M&A Due Diligence Checklist

Buy-side financial, legal, operational, and strategic due diligence run by a deal team or fractional CFO when evaluating a target company. Captures the workpapers, red-flag findings, and partner sign-off needed to support a go/no-go recommendation.

7 sections 25 steps Collects data
1

Engagement Setup

  1. Execute the NDA and engagement letter
    • Confirm the NDA scope covers the target's customer lists, financials, and source code. Engagement letter from the buy-side advisor should specify scope (Quality of Earnings vs. full DD), fee structure, and exclusions — tax structuring and legal opinions are typically separate engagements.

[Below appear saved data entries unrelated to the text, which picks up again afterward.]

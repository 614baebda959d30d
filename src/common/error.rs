//! Error types for shadowtree.

use thiserror::Error;

use super::BlockId;

/// Convenient Result type alias.
///
/// Instead of writing `Result<T, Error>` everywhere, we can write `Result<T>`.
pub type Result<T> = std::result::Result<T, Error>;

/// All possible errors raised by the tree and its block store.
///
/// Errors fall into two classes:
/// - recoverable: the caller asked for something that cannot be done
///   (`KeyMissing`, `BadKey`, `ReadOnly`, configuration errors) and the tree
///   is left exactly as it was;
/// - fatal: the on-disk or in-memory structure is inconsistent, or I/O
///   failed. The caller must `abort()` or discard the handle.
///
/// See [`Error::is_fatal`].
#[derive(Debug, Error)]
pub enum Error {
    /// I/O error from the backing medium.
    #[error("I/O error: {0}")]
    Io(#[from] std::io::Error),

    /// Lookup or removal of a key that is not in the tree.
    #[error("key not found: {:?}", String::from_utf8_lossy(.key))]
    KeyMissing {
        /// The key as passed by the caller.
        key: Vec<u8>,
    },

    /// A key longer than the configured maximum was passed to `set`.
    #[error("key of {len} bytes exceeds the maximum key length of {max}")]
    BadKey { len: usize, max: usize },

    /// The node encoder refused a key that does not fit its payload region.
    #[error("key of {len} bytes does not fit a {max}-byte key slot")]
    KeyTooLarge { len: usize, max: usize },

    /// Integrity failure: corrupted block, double free, broken parent link,
    /// free-list cycle, or a violated tree invariant.
    #[error("structural error: {0}")]
    Structural(String),

    /// Strict recovery found blocks that are neither reachable, free, nor
    /// scheduled for release.
    #[error("found {} unreachable blocks: {blocks:?}", blocks.len())]
    Unreachable { blocks: Vec<BlockId> },

    /// A header or preamble did not start with the expected prefix.
    #[error("invalid {0} prefix")]
    BadMagic(&'static str),

    /// The comparator supplied at open time differs from the one the store
    /// was created with.
    #[error("store was created with comparator locale {stored}, got {supplied}")]
    ComparatorMismatch { stored: u32, supplied: u32 },

    /// A configuration value is out of range.
    #[error("invalid configuration: {0}")]
    InvalidConfig(String),

    /// A mutating operation was attempted on a read-only handle.
    #[error("tree is open read-only")]
    ReadOnly,

    /// A block past the end of the store was read.
    #[error("block {id} not found (next unused block is {next})")]
    BlockNotFound { id: BlockId, next: BlockId },

    /// A write would leave a gap in the block sequence.
    #[error("cannot write block {id}: next unused block is {next}")]
    BlockGap { id: BlockId, next: BlockId },
}

impl Error {
    pub(crate) fn structural(msg: impl Into<String>) -> Self {
        Error::Structural(msg.into())
    }

    pub(crate) fn key_missing(key: &[u8]) -> Self {
        Error::KeyMissing { key: key.to_vec() }
    }

    /// Whether this error means the handle's state can no longer be trusted.
    ///
    /// After a fatal error the caller must `abort()` (or drop the handle)
    /// before issuing further mutations.
    pub fn is_fatal(&self) -> bool {
        !matches!(
            self,
            Error::KeyMissing { .. }
                | Error::BadKey { .. }
                | Error::ReadOnly
                | Error::InvalidConfig(_)
                | Error::ComparatorMismatch { .. }
        )
    }
}

#[cfg(test)]
mod tests {
    use super::*;

    #[test]
    fn test_error_display() {
        let err = Error::key_missing(b"pig");
        assert_eq!(format!("{}", err), "key not found: \"pig\"");

        let err = Error::BadKey { len: 40, max: 20 };
        assert_eq!(
            format!("{}", err),
            "key of 40 bytes exceeds the maximum key length of 20"
        );

        let err = Error::Unreachable {
            blocks: vec![BlockId::new(3), BlockId::new(7)],
        };
        assert!(format!("{}", err).starts_with("found 2 unreachable blocks"));
    }

    #[test]
    fn test_key_missing_keeps_raw_bytes() {
        let key = [0x70, 0xFF, 0x00, 0x67];
        match Error::key_missing(&key) {
            Error::KeyMissing { key: stored } => assert_eq!(stored, key),
            other => panic!("Expected KeyMissing, got {:?}", other),
        }
        let err = Error::key_missing(&key);
        assert_eq!(format!("{}", err), "key not found: \"p\u{fffd}\\0g\"");
    }

    #[test]
    fn test_io_error_conversion() {
        let io_err = std::io::Error::new(std::io::ErrorKind::NotFound, "file not found");
        let err: Error = io_err.into();

        match err {
            Error::Io(_) => {} // Success
            _ => panic!("Expected Io error"),
        }
    }

    #[test]
    fn test_fatal_classification() {
        assert!(!Error::key_missing(b"x").is_fatal());
        assert!(!Error::ReadOnly.is_fatal());
        assert!(Error::structural("double free").is_fatal());
        assert!(Error::Unreachable { blocks: vec![] }.is_fatal());
    }
}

  2. Confirm independence under AICPA rules
    • Run a conflict check against the target and its parent. AICPA independence rules apply if the firm performs attest work for either party. Document the cleared check in the engagement file.

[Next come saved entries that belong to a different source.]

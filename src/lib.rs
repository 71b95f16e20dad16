//! Host-side programming tool for the RT-5D / JJCC-888DMR handheld DMR
//! transceiver.
//!
//! The crate is organized bottom-up, mirroring the radio's own layering:
//! raw byte transport (`transport`), CRC (`crc`), framing and retry
//! (`frame`), the twelve-step session driver (`session`), field-level
//! codecs (`field`, `dcs`, `gb2312`), per-block codecs (`blocks`),
//! multi-packet packers (`packers`), and finally the symbolic document
//! binding (`document`) that the CLI (`cli`, `main.rs`) reads and writes.

pub mod blocks;
pub mod cli;
pub mod crc;
pub mod dcs;
pub mod document;
pub mod error;
pub mod field;
pub mod frame;
pub mod gb2312;
pub mod packers;
pub mod self_test;
pub mod serial_enum;
pub mod session;
pub mod transport;

pub use document::Codeplug;
pub use error::{Error, Result};
pub use session::SessionPayloads;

  3. Send the PBC list to the target
    • Issue the prepared-by-client request list through the data room (Suralink, Datasite, or Intralinks). Cover three years of financials, tax returns, customer contracts, cap table, org chart, and benefit plans. Track receipts weekly with a dated log.

    Collects list
2

Quality of Earnings

  1. Tie audited financials to the trial balance
    • Pull the last three fiscal years of audited statements plus the trailing-twelve-month trial balance. Reconcile audit-report figures to the WTB; unexplained variances are an immediate red flag for a do-over of the QofE base.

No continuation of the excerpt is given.